Sky and I are not alone or unusual in that getting away makes getting back in sync with each other a lot simpler. He's not sucked into work and I'm not sucked into laundry and cleaning the garage. But I can't just show up in Santa Barbara and assume that's the only missing piece. There's that commitment to connecting that I know is vital. It is my full and 100% intention this weekend to be present and open to my husband and our relationship, and also to the experience of parenting together. Maybe we can talk more about our hearts and less about how much Luciana is eating. Maybe we can daydream instead of remind ourselves we need to hire a CPA. Maybe, in the midst of being more grown-up than we've ever been with our travel crib and baby spoons and nap schedule and super-moderate alcohol intake, we can have a few days where we play like kids and channel the carefree versions of ourselves. We have this gorgeous ball of light called our daughter to remind us how life is not about the logistics, though wow, do we act like it is sometimes.


us, figuratively anyway
from here


Thursday, March 1, 2012

The Post I Forgot to Title


I meant it when I said I have 14 posts in my head. Now that I'm sitting here it's boggling trying to decide what to write. The past 2 months were really big--wonderful and so challenging and all new. The short version is I never felt I made the wrong decision in deciding to work for a couple of months, and the play went BEAUTIFULLY and Luciana is incredible. Right alongside that I'll say there were days I just didn't know how I was going to get through.

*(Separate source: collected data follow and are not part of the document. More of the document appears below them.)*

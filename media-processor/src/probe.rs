//! Media probing with ffprobe
// Copyright 2025 Francisco F. Pinochet
//
// Licensed under the Apache License, Version 2.0 (the "License");
// you may not use this file except in compliance with the License.
// You may obtain a copy of the License at
//
//     http://www.apache.org/licenses/LICENSE-2.0
//
// Unless required by applicable law or agreed to in writing, software
// distributed under the License is distributed on an "AS IS" BASIS,
// WITHOUT WARRANTIES OR CONDITIONS OF ANY KIND, either express or implied.
// See the License for the specific language governing permissions and
// limitations under the License.


use crate::error::{PipelineError, Result};
use cinecore_types::{MediaInfo, MediaType};
use serde::Deserialize;
use sha2::{Digest, Sha256};
use std::collections::HashMap;
use std::path::{Path, PathBuf};
use tokio::io::AsyncReadExt;
use tokio::process::Command;
use tracing::{debug, info, warn};

/// Containers ffprobe reports for still images and raw text
pub const IMAGE_FORMATS: [&str; 6] = ["tty", "image2", "image2pipe", "bin", "png_pipe", "gif"];

#[derive(Debug, Deserialize, Default)]
struct ProbeOutput {
    #[serde(default)]
    streams: Vec<StreamEntry>,
    #[serde(default)]
    format: Option<FormatEntry>,
}

#[derive(Debug, Deserialize, Default, Clone)]
struct StreamEntry {
    codec_type: Option<String>,
    codec_name: Option<String>,
    width: Option<u32>,
    height: Option<u32>,
    r_frame_rate: Option<String>,
    duration: Option<String>,
    bit_rate: Option<String>,
    sample_rate: Option<String>,
    channels: Option<u32>,
    #[serde(default)]
    tags: HashMap<String, String>,
}

#[derive(Debug, Deserialize, Default)]
struct FormatEntry {
    format_name: Option<String>,
    duration: Option<String>,
}

/// Result of probing one file
#[derive(Debug, Clone, PartialEq)]
pub struct ProbeOutcome {
    pub media_type: MediaType,
    pub info: MediaInfo,
}

/// Parsed ffprobe stream report, before any follow-up calls
#[derive(Debug, Clone, PartialEq)]
pub struct StreamReport {
    pub media_type: MediaType,
    pub info: MediaInfo,
    /// Video bitrate must be recomputed from packet sizes
    pub needs_packet_bitrate: bool,
}

/// Parse an `N/D` or plain frame rate
pub fn parse_frame_rate(value: &str) -> Option<f64> {
    let value = value.trim();
    let rate = match value.split_once('/') {
        Some((num, den)) => {
            let num: f64 = num.trim().parse().ok()?;
            let den: f64 = den.trim().parse().ok()?;
            if den == 0.0 {
                return None;
            }
            num / den
        }
        None => value.parse().ok()?,
    };
    (rate.is_finite() && rate > 0.0).then_some(rate)
}

/// Parse a matroska style `HH:MM:SS.fraction` duration tag
pub fn parse_tag_duration(value: &str) -> Option<f64> {
    let (hms, fraction) = value
        .split_once('.')
        .or_else(|| value.split_once(','))
        .unwrap_or((value, "0"));

    let mut total = 0.0;
    for (i, part) in hms.split(':').rev().enumerate() {
        let n: f64 = part.trim().parse().ok()?;
        total += n * 60f64.powi(i as i32);
    }
    let fraction: f64 = format!("0.{}", fraction.trim()).parse().ok()?;
    Some(total + fraction)
}

fn parse_seconds(value: Option<&String>) -> Option<f64> {
    value
        .and_then(|v| v.trim().parse::<f64>().ok())
        .filter(|v| v.is_finite() && *v >= 0.0)
}

/// Duration from the stream, its DURATION tag, then the container
fn stream_duration(stream: &StreamEntry, format: Option<&FormatEntry>) -> Option<f64> {
    parse_seconds(stream.duration.as_ref())
        .or_else(|| stream.tags.get("DURATION").and_then(|d| parse_tag_duration(d)))
        .or_else(|| format.and_then(|f| parse_seconds(f.duration.as_ref())))
}

fn kbits(bit_rate: Option<&String>) -> Option<f64> {
    parse_seconds(bit_rate)
        .filter(|rate| *rate > 0.0)
        .map(|rate| round2(rate / 1024.0))
}

fn round2(value: f64) -> f64 {
    (value * 100.0).round() / 100.0
}

pub fn is_image_format(format_name: &str) -> bool {
    format_name
        .split(',')
        .any(|name| IMAGE_FORMATS.contains(&name.trim()))
}

/// Interpret `-show_streams -of json` output
pub fn parse_stream_report(json: &str) -> std::result::Result<StreamReport, String> {
    let probe: ProbeOutput =
        serde_json::from_str(json).map_err(|e| format!("unreadable ffprobe output: {}", e))?;
    let format = probe.format.as_ref();

    let video = probe
        .streams
        .iter()
        .find(|s| s.codec_type.as_deref() == Some("video"));
    let audio = probe
        .streams
        .iter()
        .find(|s| s.codec_type.as_deref() == Some("audio"));

    let mut info = MediaInfo {
        has_video: video.is_some(),
        has_audio: audio.is_some(),
        ..MediaInfo::default()
    };

    if let Some(audio) = audio {
        info.audio_codec = audio.codec_name.clone();
        info.audio_bitrate = kbits(audio.bit_rate.as_ref());
        info.audio_sample_rate = audio.sample_rate.as_ref().and_then(|r| r.parse().ok());
        info.audio_channels = audio.channels;
    }

    let image = format
        .and_then(|f| f.format_name.as_deref())
        .map(is_image_format)
        .unwrap_or(false);

    let Some(video) = video else {
        if let Some(audio) = audio {
            info.duration = stream_duration(audio, format).unwrap_or_default();
            return Ok(StreamReport {
                media_type: MediaType::Audio,
                info,
                needs_packet_bitrate: false,
            });
        }
        return Ok(StreamReport {
            media_type: MediaType::Other,
            info,
            needs_packet_bitrate: false,
        });
    };

    info.width = video.width.unwrap_or_default();
    info.height = video.height.unwrap_or_default();
    info.video_codec = video.codec_name.clone();

    if image {
        return Ok(StreamReport {
            media_type: MediaType::Image,
            info,
            needs_packet_bitrate: false,
        });
    }

    info.duration = stream_duration(video, format).ok_or("no duration in streams or container")?;
    info.frame_rate = video
        .r_frame_rate
        .as_deref()
        .and_then(parse_frame_rate)
        .unwrap_or_default();

    let bitrate = kbits(video.bit_rate.as_ref());
    info.video_bitrate = bitrate.unwrap_or_default();

    Ok(StreamReport {
        media_type: MediaType::Video,
        info,
        needs_packet_bitrate: bitrate.is_none(),
    })
}

/// Bitrate in kbit/s from `packet=size` compact output
pub fn packet_bitrate(output: &str, duration: f64) -> Option<f64> {
    if duration <= 0.0 {
        return None;
    }
    let bytes: u64 = output
        .lines()
        .map(|line| line.trim().trim_end_matches('|'))
        .filter(|line| !line.is_empty())
        .filter_map(|line| line.parse::<u64>().ok())
        .sum();
    Some(round2(bytes as f64 * 8.0 / 1024.0 / duration))
}

/// Streaming SHA-256 of a file, hex encoded
pub async fn file_checksum(path: &Path) -> std::io::Result<String> {
    let mut file = tokio::fs::File::open(path).await?;
    let mut hasher = Sha256::new();
    let mut buf = vec![0u8; 64 * 1024];
    loop {
        let n = file.read(&mut buf).await?;
        if n == 0 {
            break;
        }
        hasher.update(&buf[..n]);
    }
    Ok(hex::encode(hasher.finalize()))
}

/// Runs ffprobe against source files
#[derive(Debug, Clone)]
pub struct Prober {
    ffprobe: PathBuf,
}

impl Prober {
    pub fn new(ffprobe: impl Into<PathBuf>) -> Self {
        Self {
            ffprobe: ffprobe.into(),
        }
    }

    async fn ffprobe(&self, path: &Path, args: &[&str]) -> Result<String> {
        let output = Command::new(&self.ffprobe)
            .args(args)
            .arg(path)
            .output()
            .await
            .map_err(|e| PipelineError::Probe {
                path: path.to_path_buf(),
                reason: format!("Failed to run ffprobe: {}", e),
            })?;

        if !output.status.success() {
            return Err(PipelineError::Probe {
                path: path.to_path_buf(),
                reason: String::from_utf8_lossy(&output.stderr).trim().to_string(),
            });
        }
        Ok(String::from_utf8_lossy(&output.stdout).into_owned())
    }

    /// Probe a file for type, duration, geometry and codecs
    pub async fn probe(&self, path: &Path) -> Result<ProbeOutcome> {
        let metadata = tokio::fs::metadata(path).await.map_err(|e| PipelineError::Probe {
            path: path.to_path_buf(),
            reason: e.to_string(),
        })?;
        if !metadata.is_file() {
            return Err(PipelineError::Probe {
                path: path.to_path_buf(),
                reason: "not a regular file".to_string(),
            });
        }

        let json = self
            .ffprobe(
                path,
                &[
                    "-loglevel",
                    "error",
                    "-show_streams",
                    "-show_entries",
                    "format=format_name,duration",
                    "-of",
                    "json",
                ],
            )
            .await?;

        let report = parse_stream_report(&json).map_err(|reason| PipelineError::Probe {
            path: path.to_path_buf(),
            reason,
        })?;
        let mut info = report.info;

        if report.needs_packet_bitrate {
            debug!(path = %path.display(), "No stream bitrate, summing packet sizes");
            let packets = self
                .ffprobe(
                    path,
                    &[
                        "-loglevel",
                        "error",
                        "-select_streams",
                        "v",
                        "-show_entries",
                        "packet=size",
                        "-of",
                        "compact=p=0:nk=1",
                    ],
                )
                .await;
            match packets {
                Ok(out) => {
                    info.video_bitrate = packet_bitrate(&out, info.duration).unwrap_or_default()
                }
                Err(e) => warn!(path = %path.display(), error = %e, "Packet size scan failed"),
            }
        }

        info.file_size = metadata.len();
        match file_checksum(path).await {
            Ok(sum) => info.checksum = Some(sum),
            Err(e) => warn!(path = %path.display(), error = %e, "Failed to checksum file"),
        }

        info!(
            path = %path.display(),
            media_type = report.media_type.as_str(),
            duration = info.duration,
            height = info.height,
            "Probed media file"
        );

        Ok(ProbeOutcome {
            media_type: report.media_type,
            info,
        })
    }
}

Some of what I learned is this:

I really can trust how much my baby loves me. It's not to be underestimated, the potential of those little hearts to hold huge love.

It doesn't matter how tired I am if I can get present: when I get present there is enough energy, whether that's to do a show or play with my girl or soothe her in the middle of the night. It's when I start worrying that I won't have enough energy that I'm screwed.

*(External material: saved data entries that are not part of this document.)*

//! Configuration management for the cinecore encoding pipeline
// Copyright 2025 Francisco F. Pinochet
//
// Licensed under the Apache License, Version 2.0 (the "License");
// you may not use this file except in compliance with the License.
// You may obtain a copy of the License at
//
//     http://www.apache.org/licenses/LICENSE-2.0
//
// Unless required by applicable law or agreed to in writing, software
// distributed under the License is distributed on an "AS IS" BASIS,
// WITHOUT WARRANTIES OR CONDITIONS OF ANY KIND, either express or implied.
// See the License for the specific language governing permissions and
// limitations under the License.


use serde::Deserialize;
use std::env;
use std::path::{Path, PathBuf};
use thiserror::Error;

/// Configuration errors
#[derive(Error, Debug)]
pub enum ConfigError {
    #[error("Failed to read configuration: {0}")]
    Source(#[from] config::ConfigError),

    #[error("Invalid value for {key}: {value}")]
    Invalid { key: String, value: String },

    #[error("Missing configuration: {0}")]
    Missing(String),

    #[error("Executable not found: {0}")]
    MissingExecutable(PathBuf),

    #[error("File is not executable: {0}")]
    NotExecutable(PathBuf),
}

/// Message bus configuration
#[derive(Debug, Clone, Deserialize)]
#[serde(default)]
pub struct MessageBusConfig {
    pub url: String,
    pub stream_name: String,
    pub subject_prefix: String,
    /// Key/value bucket holding the live task registry
    pub registry_bucket: String,
}

impl Default for MessageBusConfig {
    fn default() -> Self {
        Self {
            url: "nats://localhost:4222".to_string(),
            stream_name: "CINECORE_TASKS".to_string(),
            subject_prefix: "cinecore".to_string(),
            registry_bucket: "cinecore-task-registry".to_string(),
        }
    }
}

/// Job record database. Without a URL the in-memory store is used.
#[derive(Debug, Clone, Default, Deserialize)]
#[serde(default)]
pub struct DatabaseConfig {
    pub url: Option<String>,
}

/// External executables
#[derive(Debug, Clone, Deserialize)]
#[serde(default)]
pub struct ToolsConfig {
    pub ffmpeg: PathBuf,
    pub ffprobe: PathBuf,
    pub mp4hls: PathBuf,
    pub whisper_command: Option<PathBuf>,
    pub whisper_model: Option<PathBuf>,
}

impl Default for ToolsConfig {
    fn default() -> Self {
        Self {
            ffmpeg: PathBuf::from("ffmpeg"),
            ffprobe: PathBuf::from("ffprobe"),
            mp4hls: PathBuf::from("mp4hls"),
            whisper_command: None,
            whisper_model: None,
        }
    }
}

#[derive(Debug, Clone, Deserialize)]
#[serde(default)]
pub struct PathsConfig {
    pub media_root: PathBuf,
    pub hls_root: PathBuf,
    pub temp_dir: PathBuf,
}

impl Default for PathsConfig {
    fn default() -> Self {
        Self {
            media_root: PathBuf::from("/var/lib/cinecore/media"),
            hls_root: PathBuf::from("/var/lib/cinecore/hls"),
            temp_dir: env::temp_dir(),
        }
    }
}

/// Encoding behaviour
#[derive(Debug, Clone, Deserialize)]
#[serde(default)]
pub struct EncodingConfig {
    /// Split sources longer than this many seconds into chunks
    pub chunk_threshold_secs: u64,
    pub chunk_duration_secs: u64,
    pub chunked_encoding: bool,
    /// Sources longer than this are encoded single-pass CRF
    pub crf_threshold_secs: u64,
    /// Heights encoded even when above the source height
    pub minimum_resolutions: Vec<u32>,
    pub progress_save_interval: u32,
    pub soft_time_limit_secs: u64,
    pub termination_grace_secs: u64,
    pub max_retries: u32,
    pub retry_countdown_secs: u64,
    /// Output fragments marking a failure as permanent
    pub permanent_errors: Vec<String>,
}

impl Default for EncodingConfig {
    fn default() -> Self {
        Self {
            chunk_threshold_secs: 300,
            chunk_duration_secs: 240,
            chunked_encoding: true,
            crf_threshold_secs: 2,
            minimum_resolutions: vec![240, 360],
            progress_save_interval: 20,
            soft_time_limit_secs: 7200,
            termination_grace_secs: 5,
            max_retries: 1,
            retry_countdown_secs: 5,
            permanent_errors: default_permanent_errors(),
        }
    }
}

/// Failure signatures that are never retried
pub fn default_permanent_errors() -> Vec<String> {
    vec![
        "Output file is empty, nothing was encoded".to_string(),
        "Invalid data found when processing input".to_string(),
        "Unable to find a suitable output format for".to_string(),
    ]
}

/// Reconciliation sweeps. An interval of zero disables the sweep.
#[derive(Debug, Clone, Deserialize)]
#[serde(default)]
pub struct ReconcileConfig {
    pub running_stale_secs: u64,
    /// Videos touched more recently than this are skipped by the
    /// missing-profile sweep
    pub missing_profiles_settle_secs: u64,
    pub running_interval_secs: u64,
    pub pending_interval_secs: u64,
    pub missing_profiles_interval_secs: u64,
    pub media_states_interval_secs: u64,
}

impl Default for ReconcileConfig {
    fn default() -> Self {
        Self {
            running_stale_secs: 7200,
            missing_profiles_settle_secs: 600,
            running_interval_secs: 600,
            pending_interval_secs: 7200,
            missing_profiles_interval_secs: 3600,
            media_states_interval_secs: 36000,
        }
    }
}

#[derive(Debug, Clone, Deserialize)]
#[serde(default)]
pub struct ArtifactsConfig {
    pub sprite_interval_secs: u32,
    pub hls_segment_duration: u32,
    pub produce_sprites: bool,
    pub produce_hls: bool,
    pub produce_poster: bool,
}

impl Default for ArtifactsConfig {
    fn default() -> Self {
        Self {
            sprite_interval_secs: 10,
            hls_segment_duration: 4,
            produce_sprites: true,
            produce_hls: true,
            produce_poster: true,
        }
    }
}

#[derive(Debug, Clone, Deserialize)]
#[serde(default)]
pub struct WorkerConfig {
    pub name: String,
    /// Lanes consumed by this process
    pub lanes: Vec<String>,
    pub short_concurrency: usize,
    pub long_concurrency: usize,
    pub transcription_concurrency: usize,
    pub http_port: u16,
    /// Run the periodic sweep scheduler in this process
    pub scheduler: bool,
    /// Acknowledgement deadline for delivered tasks
    pub ack_wait_secs: u64,
}

impl Default for WorkerConfig {
    fn default() -> Self {
        Self {
            name: "cinecore-worker".to_string(),
            lanes: vec![
                "short".to_string(),
                "long".to_string(),
                "transcription".to_string(),
            ],
            short_concurrency: 4,
            long_concurrency: 1,
            transcription_concurrency: 1,
            http_port: 8080,
            scheduler: true,
            ack_wait_secs: 10800,
        }
    }
}

/// Pipeline configuration
#[derive(Debug, Clone, Default, Deserialize)]
#[serde(default)]
pub struct PipelineConfig {
    pub message_bus: MessageBusConfig,
    pub database: DatabaseConfig,
    pub tools: ToolsConfig,
    pub paths: PathsConfig,
    pub encoding: EncodingConfig,
    pub reconcile: ReconcileConfig,
    pub artifacts: ArtifactsConfig,
    pub worker: WorkerConfig,
    pub log_level: Option<String>,
    pub log_format: Option<String>,
}

impl PipelineConfig {
    /// Load configuration from environment variables.
    ///
    /// Nested keys use the `CINECORE_` prefix with `__` between section
    /// and field, e.g. `CINECORE_ENCODING__CHUNK_DURATION_SECS=120`. List
    /// values are comma separated. The unprefixed `MESSAGE_BUS_URL`,
    /// `DATABASE_URL`, `LOG_LEVEL`, `LOG_FORMAT` and `HEALTH_CHECK_PORT`
    /// variables are honoured as well.
    pub fn from_env() -> Result<Self, ConfigError> {
        // Load .env file if it exists
        let _ = dotenvy::dotenv();

        let settings = config::Config::builder()
            .add_source(Self::environment())
            .build()?;
        let mut config: PipelineConfig = settings.try_deserialize()?;
        config.apply_plain_overrides()?;
        Ok(config)
    }

    /// Layer a TOML/YAML/JSON file under the environment
    pub fn from_file(path: &Path) -> Result<Self, ConfigError> {
        let _ = dotenvy::dotenv();

        let settings = config::Config::builder()
            .add_source(config::File::from(path).required(true))
            .add_source(Self::environment())
            .build()?;
        let mut config: PipelineConfig = settings.try_deserialize()?;
        config.apply_plain_overrides()?;
        Ok(config)
    }

    fn environment() -> config::Environment {
        config::Environment::with_prefix("CINECORE")
            .prefix_separator("_")
            .separator("__")
            .try_parsing(true)
            .list_separator(",")
            .with_list_parse_key("encoding.minimum_resolutions")
            .with_list_parse_key("encoding.permanent_errors")
            .with_list_parse_key("worker.lanes")
    }

    fn apply_plain_overrides(&mut self) -> Result<(), ConfigError> {
        if let Ok(url) = env::var("MESSAGE_BUS_URL") {
            self.message_bus.url = url;
        }
        if let Ok(stream) = env::var("MESSAGE_BUS_STREAM_NAME") {
            self.message_bus.stream_name = stream;
        }
        if let Ok(url) = env::var("DATABASE_URL") {
            if !url.is_empty() {
                self.database.url = Some(url);
            }
        }
        if let Ok(level) = env::var("LOG_LEVEL") {
            self.log_level = Some(level);
        }
        if let Ok(format) = env::var("LOG_FORMAT") {
            self.log_format = Some(format);
        }
        if let Ok(port) = env::var("HEALTH_CHECK_PORT") {
            self.worker.http_port = port.parse().map_err(|_| ConfigError::Invalid {
                key: "HEALTH_CHECK_PORT".to_string(),
                value: port.clone(),
            })?;
        }
        if self.log_level.is_none() {
            self.log_level = Some("info".to_string());
        }
        Ok(())
    }

    /// Get message bus URL
    pub fn message_bus_url(&self) -> &str {
        &self.message_bus.url
    }

    /// Get log level, defaulting to "info"
    pub fn log_level(&self) -> &str {
        self.log_level.as_deref().unwrap_or("info")
    }

    /// True when logs should be emitted as JSON
    pub fn json_logs(&self) -> bool {
        matches!(self.log_format.as_deref(), Some("json"))
    }

    /// Check that the always-required executables can be run
    pub fn validate_tools(&self) -> Result<(), ConfigError> {
        require_executable(&self.tools.ffmpeg)?;
        require_executable(&self.tools.ffprobe)?;
        Ok(())
    }

    /// Whisper binary and model, both required for transcription
    pub fn whisper(&self) -> Result<(PathBuf, PathBuf), ConfigError> {
        let command = self
            .tools
            .whisper_command
            .clone()
            .ok_or_else(|| ConfigError::Missing("whisper command".to_string()))?;
        let model = self
            .tools
            .whisper_model
            .clone()
            .ok_or_else(|| ConfigError::Missing("whisper model".to_string()))?;
        let command = require_executable(&command)?;
        if !model.is_file() {
            return Err(ConfigError::Missing(format!(
                "whisper model {}",
                model.display()
            )));
        }
        Ok((command, model))
    }
}

/// Resolve an executable, searching `PATH` for bare names
pub fn require_executable(path: &Path) -> Result<PathBuf, ConfigError> {
    let candidates: Vec<PathBuf> = if path.components().count() > 1 || path.is_absolute() {
        vec![path.to_path_buf()]
    } else {
        env::var_os("PATH")
            .map(|paths| env::split_paths(&paths).map(|dir| dir.join(path)).collect())
            .unwrap_or_default()
    };

    let mut found_non_executable = None;
    for candidate in candidates {
        if !candidate.is_file() {
            continue;
        }
        if is_executable(&candidate) {
            return Ok(candidate);
        }
        found_non_executable = Some(candidate);
    }

    match found_non_executable {
        Some(candidate) => Err(ConfigError::NotExecutable(candidate)),
        None => Err(ConfigError::MissingExecutable(path.to_path_buf())),
    }
}

#[cfg(unix)]
fn is_executable(path: &Path) -> bool {
    use std::os::unix::fs::PermissionsExt;
    path.metadata()
        .map(|meta| meta.permissions().mode() & 0o111 != 0)
        .unwrap_or(false)
}

#[cfg(not(unix))]
fn is_executable(path: &Path) -> bool {
    path.is_file()
}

It really helps to remember what I have no power over: her mood, traffic, my own feelings to name a few. When I accept what is I can do my best to find a response that makes me proud.

I still suck at napping and building rest into my days. Pretending I'm Superwoman seems to be a favorite pasttime.

Ok my internet just went down for a good while during which I made some killer chocolate chip cookies for a shower on Saturday. Now it's bedtime which I need to keep because Luciana is teething and has a little virus and is up about every half hour--that's a record in this household. We may be in for a long night so this mama is getting into bed. See you soon.